Exercise description
Beginning with the first line of the data below, set down each line exactly through the line that contains "Folds the outcomes".

•••

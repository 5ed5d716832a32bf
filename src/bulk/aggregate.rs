use std::ops::Range;

use crate::{
    bson::Bson,
    bson_util::exact_id_match,
    bulk::{dispatch::BatchOutcome, models::OperationType, WriteRequest},
    error::{BulkWriteError, Error, ErrorKind, IndexedWriteError, Result, WriteConcernError},
    executor::{RawBatchResult, RawItemOutcome, WriteSummary},
    results::{BulkWriteResult, BulkWriteUpsert},
};

/// Folds the outcomes of acknowledged sub-batches into a [`BulkWriteResult`] or a
/// [`BulkWriteError`]. Batches must be recorded in request order.
pub(crate) struct ResultAggregator<'a> {
    requests: &'a [WriteRequest],
    ordered: bool,
    result: BulkWriteResult,
    write_errors: Vec<IndexedWriteError>,
    write_concern_error: Option<WriteConcernError>,
    failure: Option<Error>,
    recorded_any: bool,
    stopped: bool,
}

impl<'a> ResultAggregator<'a> {
    pub(crate) fn new(requests: &'a [WriteRequest], ordered: bool) -> Self {
        Self {
            requests,
            ordered,
            result: BulkWriteResult::acknowledged(),
            write_errors: Vec::new(),
            write_concern_error: None,
            failure: None,
            recorded_any: false,
            stopped: false,
        }
    }

    pub(crate) fn record_batch(&mut self, outcome: BatchOutcome) {
        if self.stopped {
            return;
        }

        match outcome.result {
            Ok(raw) => self.record_raw(outcome.range, raw),
            Err(error) => self.record_failure(error),
        }
    }

    /// Whether an ordered operation has failed, so no further sub-batch may be dispatched.
    pub(crate) fn is_stopped(&self) -> bool {
        self.stopped
    }

    fn record_raw(&mut self, range: Range<usize>, raw: RawBatchResult) {
        if let Some(write_concern_error) = raw.write_concern_error {
            self.recorded_any = true;
            // only the first write concern error is reported
            if self.write_concern_error.is_none() {
                self.write_concern_error = Some(write_concern_error);
            }
        }

        let (outcomes, violation) = check_outcomes(raw.outcomes, range.len(), self.ordered);
        if let Some(error) = violation {
            self.record_failure(error);
        }

        if self.ordered {
            // Items are attempted in sequence. Anything reported after the first failed item was
            // not attempted and contributes nothing.
            for outcome in outcomes {
                let index = range.start + outcome.index;
                match outcome.result {
                    Ok(summary) => self.record_applied(index, summary),
                    Err(write_error) => {
                        self.recorded_any = true;
                        self.write_errors.push(write_error.at_index(index));
                        self.stopped = true;
                        return;
                    }
                }
            }
        } else {
            // Every item was attempted, so every success counts, including those after a failure.
            for outcome in outcomes {
                let index = range.start + outcome.index;
                match outcome.result {
                    Ok(summary) => self.record_applied(index, summary),
                    Err(write_error) => {
                        self.recorded_any = true;
                        self.write_errors.push(write_error.at_index(index));
                    }
                }
            }
        }
    }

    /// Counts a request the remote store applied. A summary that cannot be reported fails the
    /// operation without discarding the rest of the batch.
    fn record_applied(&mut self, index: usize, summary: WriteSummary) {
        if let Err(error) = self.record_success(index, summary) {
            self.record_failure(error);
        }
    }

    fn record_success(&mut self, index: usize, summary: WriteSummary) -> Result<()> {
        let requests = self.requests;
        let request = &requests[index];
        match request.operation_type() {
            OperationType::Insert => self.result.add_inserted(),
            OperationType::Update => {
                if summary.upserted {
                    let id = upserted_id(request, summary.upserted_id).ok_or_else(|| {
                        Error::invalid_response(format!(
                            "upsert at index {index} created a document without reporting its \
                             _id"
                        ))
                    })?;
                    self.result.add_upsert(BulkWriteUpsert::new(index, id));
                }
                self.result.add_matched(summary.matched_count);
                self.result.add_modified(summary.modified_count);
            }
            OperationType::Remove => self.result.add_removed(summary.removed_count),
        }
        self.recorded_any = true;
        Ok(())
    }

    fn record_failure(&mut self, error: Error) {
        if self.failure.is_none() {
            self.failure = Some(error);
        }
        if self.ordered {
            self.stopped = true;
        }
    }

    pub(crate) fn finish(mut self) -> Result<BulkWriteResult> {
        self.write_errors.sort_by_key(|write_error| write_error.index);
        let bulk_write_error = BulkWriteError {
            write_errors: self.write_errors,
            write_concern_error: self.write_concern_error,
            partial_result: self.result,
        };

        match self.failure {
            Some(failure) if !self.recorded_any => Err(failure),
            Some(failure) => {
                Err(Error::from(ErrorKind::BulkWrite(bulk_write_error)).with_source(failure))
            }
            None if bulk_write_error.is_empty() => Ok(bulk_write_error.partial_result),
            None => Err(ErrorKind::BulkWrite(bulk_write_error).into()),
        }
    }
}

/// Orders `outcomes` by index and keeps those that fit a batch of `len` requests, along with the
/// first way in which they break the executor contract, if any.
fn check_outcomes(
    mut outcomes: Vec<RawItemOutcome>,
    len: usize,
    ordered: bool,
) -> (Vec<RawItemOutcome>, Option<Error>) {
    outcomes.sort_by_key(|outcome| outcome.index);

    let mut violation = None;
    let mut kept: Vec<RawItemOutcome> = Vec::with_capacity(outcomes.len());
    let mut expected = 0;
    for outcome in outcomes {
        if outcome.index >= len {
            note_violation(
                &mut violation,
                format!(
                    "outcome index {} is out of range for a batch of {len} requests",
                    outcome.index
                ),
            );
            continue;
        }
        if outcome.index < expected {
            note_violation(
                &mut violation,
                format!(
                    "more than one outcome was reported for batch index {}",
                    outcome.index
                ),
            );
            continue;
        }
        if outcome.index > expected {
            note_violation(
                &mut violation,
                format!("no outcome was reported for the request at batch index {expected}"),
            );
        }
        expected = outcome.index + 1;
        kept.push(outcome);
    }

    let stopped_early = ordered && kept.iter().any(|outcome| outcome.result.is_err());
    if expected < len && !stopped_early {
        note_violation(
            &mut violation,
            format!("expected {len} outcomes, got {}", kept.len()),
        );
    }

    (kept, violation)
}

fn note_violation(violation: &mut Option<Error>, message: String) {
    if violation.is_none() {
        *violation = Some(Error::invalid_response(message));
    }
}

/// The `_id` of a document created by an upsert: the one the remote store reported, or else the
/// one the request pinned.
fn upserted_id(request: &WriteRequest, reported: Option<Bson>) -> Option<Bson> {
    if reported.is_some() {
        return reported;
    }
    if let Some(id) = request.filter().and_then(exact_id_match) {
        return Some(id.clone());
    }
    match request {
        WriteRequest::ReplaceOne { replacement, .. } => replacement.get("_id").cloned(),
        _ => None,
    }
}
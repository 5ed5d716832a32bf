use crate::{
    bson::{doc, Bson, Document},
    error::{Error, Result},
    id::IdGenerator,
};

pub(crate) fn first_key(document: &Document) -> Option<&str> {
    document.keys().next().map(String::as_str)
}

/// Returns the `_id` of the given document, prepending a freshly generated one if it does not
/// have one or its `_id` is null. The document is modified in place.
pub(crate) fn get_or_prepend_id_field(
    document: &mut Document,
    generator: &dyn IdGenerator,
) -> Bson {
    match document.get("_id") {
        None | Some(Bson::Null) => {}
        Some(id) => return id.clone(),
    }

    let id = generator.next_id();
    let mut with_id = doc! { "_id": id.clone() };
    document.remove("_id");
    for (key, value) in std::mem::take(document) {
        with_id.insert(key, value);
    }
    *document = with_id;
    id
}

/// If the filter selects a single document by exact `_id` equality, returns that `_id`.
pub(crate) fn exact_id_match(filter: &Document) -> Option<&Bson> {
    if filter.len() != 1 {
        return None;
    }
    match filter.get("_id") {
        Some(Bson::Document(operators)) if first_key(operators).is_some_and(is_operator) => None,
        Some(Bson::RegularExpression(_)) => None,
        other => other,
    }
}

fn is_operator(key: &str) -> bool {
    key.starts_with('$')
}

pub(crate) fn replacement_document_check(replacement: &Document) -> Result<()> {
    match replacement.keys().find(|key| is_operator(key)) {
        Some(key) => Err(Error::invalid_argument(format!(
            "replacement document must not contain update operators, but found key \"{key}\""
        ))),
        None => Ok(()),
    }
}

pub(crate) fn update_document_check(update: &Document) -> Result<()> {
    match first_key(update) {
        Some(s) if is_operator(s) => Ok(()),
        _ => Err(Error::invalid_argument(
            "update document must have first key starting with '$'",
        )),
    }
}

/// The size of the given document when serialized as BSON.
pub(crate) fn document_size_bytes(document: &Document) -> Result<usize> {
    Ok(crate::bson::to_vec(document)?.len())
}

/// The size in bytes of the provided document's entry in a BSON array at the given index.
pub(crate) fn array_entry_size_bytes(index: usize, doc_len: usize) -> usize {
    //   * type (1 byte)
    //   * number of decimal digits in key
    //   * null terminator for the key (1 byte)
    //   * size of value

    1 + num_decimal_digits(index) + 1 + doc_len
}

/// The number of digits in `n` in base 10.
/// Useful for calculating the size of an array entry in BSON.
fn num_decimal_digits(mut n: usize) -> usize {
    let mut digits = 0;

    loop {
        n /= 10;
        digits += 1;

        if n == 0 {
            return digits;
        }
    }
}
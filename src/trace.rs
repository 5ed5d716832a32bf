use crate::{coll::Namespace, event::bulk_write::BulkWriteEvent};

pub(crate) const BULK_WRITE_TRACING_EVENT_TARGET: &str = "mongodb_bulk::bulk_write";

pub(crate) trait TracingRepresentation {
    type Representation;

    fn tracing_representation(&self) -> Self::Representation;
}

impl TracingRepresentation for crate::error::Error {
    type Representation = String;

    fn tracing_representation(&self) -> String {
        self.to_string()
    }
}

impl TracingRepresentation for Namespace {
    type Representation = String;

    fn tracing_representation(&self) -> String {
        self.to_string()
    }
}

/// We don't currently use all of these levels but they are included for completeness.
#[allow(dead_code)]
pub(crate) enum TracingOrLogLevel {
    Error,
    Warn,
    Info,
    Debug,
    Trace,
}

impl TracingOrLogLevel {
    pub(crate) const fn as_log_level(&self) -> log::Level {
        match self {
            TracingOrLogLevel::Error => log::Level::Error,
            TracingOrLogLevel::Warn => log::Level::Warn,
            TracingOrLogLevel::Info => log::Level::Info,
            TracingOrLogLevel::Debug => log::Level::Debug,
            TracingOrLogLevel::Trace => log::Level::Trace,
        }
    }

    pub(crate) const fn as_tracing_level(&self) -> tracing::Level {
        match self {
            TracingOrLogLevel::Error => tracing::Level::ERROR,
            TracingOrLogLevel::Warn => tracing::Level::WARN,
            TracingOrLogLevel::Info => tracing::Level::INFO,
            TracingOrLogLevel::Debug => tracing::Level::DEBUG,
            TracingOrLogLevel::Trace => tracing::Level::TRACE,
        }
    }
}

/// Pending https://github.com/tokio-rs/tracing/issues/2036 we can remove this and just use tracing::enabled.
macro_rules! trace_or_log_enabled {
    (target: $target:expr, $lvl:expr) => {
        tracing::enabled!(target: $target, $lvl.as_tracing_level())
            || log::log_enabled!(target: $target, $lvl.as_log_level())
    };
}
pub(crate) use trace_or_log_enabled;

/// Type responsible for converting bulk write monitoring events to tracing events and
/// emitting them.
pub(crate) struct BulkWriteTracingEventEmitter;

impl BulkWriteTracingEventEmitter {
    pub(crate) fn handle(&self, event: BulkWriteEvent) {
        match event {
            BulkWriteEvent::BatchStarted(event) => {
                tracing::debug!(
                    target: BULK_WRITE_TRACING_EVENT_TARGET,
                    namespace = event.namespace.tracing_representation(),
                    offset = event.offset,
                    batchLength = event.len,
                    ordered = event.ordered,
                    "Bulk write batch started"
                );
            }
            BulkWriteEvent::BatchSucceeded(event) => {
                tracing::debug!(
                    target: BULK_WRITE_TRACING_EVENT_TARGET,
                    namespace = event.namespace.tracing_representation(),
                    offset = event.offset,
                    batchLength = event.len,
                    attempted = event.n_attempted,
                    writeErrors = event.n_errors,
                    writeConcernFailed = event.write_concern_failed,
                    durationMS = event.duration.as_millis(),
                    "Bulk write batch succeeded"
                );
            }
            BulkWriteEvent::BatchFailed(event) => {
                tracing::debug!(
                    target: BULK_WRITE_TRACING_EVENT_TARGET,
                    namespace = event.namespace.tracing_representation(),
                    offset = event.offset,
                    batchLength = event.len,
                    failure = event.failure.tracing_representation(),
                    errorKind = event.failure.kind.name(),
                    durationMS = event.duration.as_millis(),
                    "Bulk write batch failed"
                );
            }
        }
    }
}
use serde::Serialize;

use crate::{
    error::{IndexedWriteError, WriteConcernError},
    results::BulkWriteResult,
};

/// The error returned from [`BulkWriteOperation::execute`](crate::BulkWriteOperation::execute)
/// when one or more requests failed or the requested write concern could not be satisfied.
///
/// The [`partial_result`](BulkWriteError::partial_result) describes everything that was applied
/// before (and, for unordered operations, after) the failures. Callers should inspect it before
/// deciding how to proceed; the engine never retries on its own.
#[derive(Clone, Debug, Default, Serialize)]
#[serde(rename_all = "camelCase")]
#[non_exhaustive]
pub struct BulkWriteError {
    /// The per-request failures, ordered by request index. An ordered operation reports at most
    /// one.
    pub write_errors: Vec<IndexedWriteError>,

    /// The failure to satisfy the write concern, if there was one.
    pub write_concern_error: Option<WriteConcernError>,

    /// The counts and upserts of the requests that succeeded.
    pub partial_result: BulkWriteResult,
}

impl BulkWriteError {
    /// The per-request failures, ordered by request index.
    pub fn write_errors(&self) -> &[IndexedWriteError] {
        &self.write_errors
    }

    /// The failure to satisfy the write concern, if there was one.
    pub fn write_concern_error(&self) -> Option<&WriteConcernError> {
        self.write_concern_error.as_ref()
    }

    /// The counts and upserts of the requests that succeeded.
    pub fn partial_result(&self) -> &BulkWriteResult {
        &self.partial_result
    }

    pub(crate) fn is_empty(&self) -> bool {
        self.write_errors.is_empty() && self.write_concern_error.is_none()
    }
}
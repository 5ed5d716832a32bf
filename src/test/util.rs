mod event_buffer;
mod executor;

use std::sync::atomic::{AtomicI32, Ordering};

pub(crate) use self::{
    event_buffer::EventBuffer,
    executor::InMemoryExecutor,
};
use crate::{bson::Bson, id::IdGenerator};

/// Hands out consecutive `Int32` ids.
#[derive(Debug)]
pub(crate) struct SequentialIdGenerator {
    start: i32,
    next: AtomicI32,
}

impl SequentialIdGenerator {
    pub(crate) fn starting_at(start: i32) -> Self {
        Self {
            start,
            next: AtomicI32::new(start),
        }
    }

    /// The number of ids generated so far.
    pub(crate) fn generated(&self) -> usize {
        (self.next.load(Ordering::SeqCst) - self.start) as usize
    }
}

impl IdGenerator for SequentialIdGenerator {
    fn next_id(&self) -> Bson {
        Bson::Int32(self.next.fetch_add(1, Ordering::SeqCst))
    }
}
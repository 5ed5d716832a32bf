//! Contains the result types returned by bulk write operations.

use serde::Serialize;
use serde_with::skip_serializing_none;

use crate::bson::Bson;

/// A document created by an upserting update or replace request.
#[derive(Clone, Debug, PartialEq, Serialize)]
#[serde(rename_all = "camelCase")]
#[non_exhaustive]
pub struct BulkWriteUpsert {
    /// The zero-based index of the originating request in submission order.
    pub index: usize,

    /// The `_id` of the created document.
    pub id: Bson,
}

impl BulkWriteUpsert {
    pub(crate) fn new(index: usize, id: Bson) -> Self {
        Self { index, id }
    }
}

/// The outcome of a successfully executed bulk write operation, or the partial outcome carried by
/// a [`BulkWriteError`](crate::error::BulkWriteError).
///
/// If the operation was executed with an unacknowledged write concern, no counts are known and
/// every count accessor returns `None`.
#[skip_serializing_none]
#[derive(Clone, Debug, PartialEq, Serialize)]
#[serde(rename_all = "camelCase")]
pub struct BulkWriteResult {
    acknowledged: bool,
    inserted_count: i64,
    matched_count: i64,
    removed_count: i64,
    modified_count: Option<i64>,
    upserts: Vec<BulkWriteUpsert>,
}

impl Default for BulkWriteResult {
    fn default() -> Self {
        Self::acknowledged()
    }
}

impl BulkWriteResult {
    pub(crate) fn acknowledged() -> Self {
        Self {
            acknowledged: true,
            inserted_count: 0,
            matched_count: 0,
            removed_count: 0,
            modified_count: Some(0),
            upserts: Vec::new(),
        }
    }

    pub(crate) fn unacknowledged() -> Self {
        Self {
            acknowledged: false,
            inserted_count: 0,
            matched_count: 0,
            removed_count: 0,
            modified_count: None,
            upserts: Vec::new(),
        }
    }

    /// Whether the writes were acknowledged by the remote store.
    pub fn is_acknowledged(&self) -> bool {
        self.acknowledged
    }

    /// The number of documents inserted.
    pub fn inserted_count(&self) -> Option<i64> {
        self.acknowledged.then_some(self.inserted_count)
    }

    /// The number of documents matched by update and replace requests, whether or not they were
    /// modified.
    pub fn matched_count(&self) -> Option<i64> {
        self.acknowledged.then_some(self.matched_count)
    }

    /// The number of documents removed.
    pub fn removed_count(&self) -> Option<i64> {
        self.acknowledged.then_some(self.removed_count)
    }

    /// The number of documents whose content was actually changed. This is `None` if the remote
    /// store did not report it for every update or replace request.
    pub fn modified_count(&self) -> Option<i64> {
        if self.acknowledged {
            self.modified_count
        } else {
            None
        }
    }

    /// Whether [`modified_count`](BulkWriteResult::modified_count) is available.
    pub fn is_modified_count_available(&self) -> bool {
        self.modified_count().is_some()
    }

    /// The documents created by upserts, in request order.
    pub fn upserts(&self) -> &[BulkWriteUpsert] {
        &self.upserts
    }

    /// The number of documents created by upserts.
    pub fn upserted_count(&self) -> Option<i64> {
        self.acknowledged.then_some(self.upserts.len() as i64)
    }

    pub(crate) fn add_inserted(&mut self) {
        self.inserted_count += 1;
    }

    pub(crate) fn add_matched(&mut self, n: u64) {
        self.matched_count += n as i64;
    }

    pub(crate) fn add_removed(&mut self, n: u64) {
        self.removed_count += n as i64;
    }

    /// Adds to the modified count. Once a contribution is missing the count stays unavailable.
    pub(crate) fn add_modified(&mut self, n: Option<u64>) {
        self.modified_count = match (self.modified_count, n) {
            (Some(current), Some(n)) => Some(current + n as i64),
            _ => None,
        };
    }

    pub(crate) fn add_upsert(&mut self, upsert: BulkWriteUpsert) {
        self.upserts.push(upsert);
    }
}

•••

Result for this task
repository 5ed5d716832a32bf
filename src/bulk/aggregate.rs
use std::ops::Range;

use crate::{
    bson::Bson,
    bson_util::exact_id_match,
    bulk::{dispatch::BatchOutcome, models::OperationType, WriteRequest},
    error::{BulkWriteError, Error, ErrorKind, IndexedWriteError, Result, WriteConcernError},
    executor::{RawBatchResult, RawItemOutcome, WriteSummary},
    results::{BulkWriteResult, BulkWriteUpsert},
};

/// Folds the outcomes of acknowledged sub-batches into a [`BulkWriteResult`] or a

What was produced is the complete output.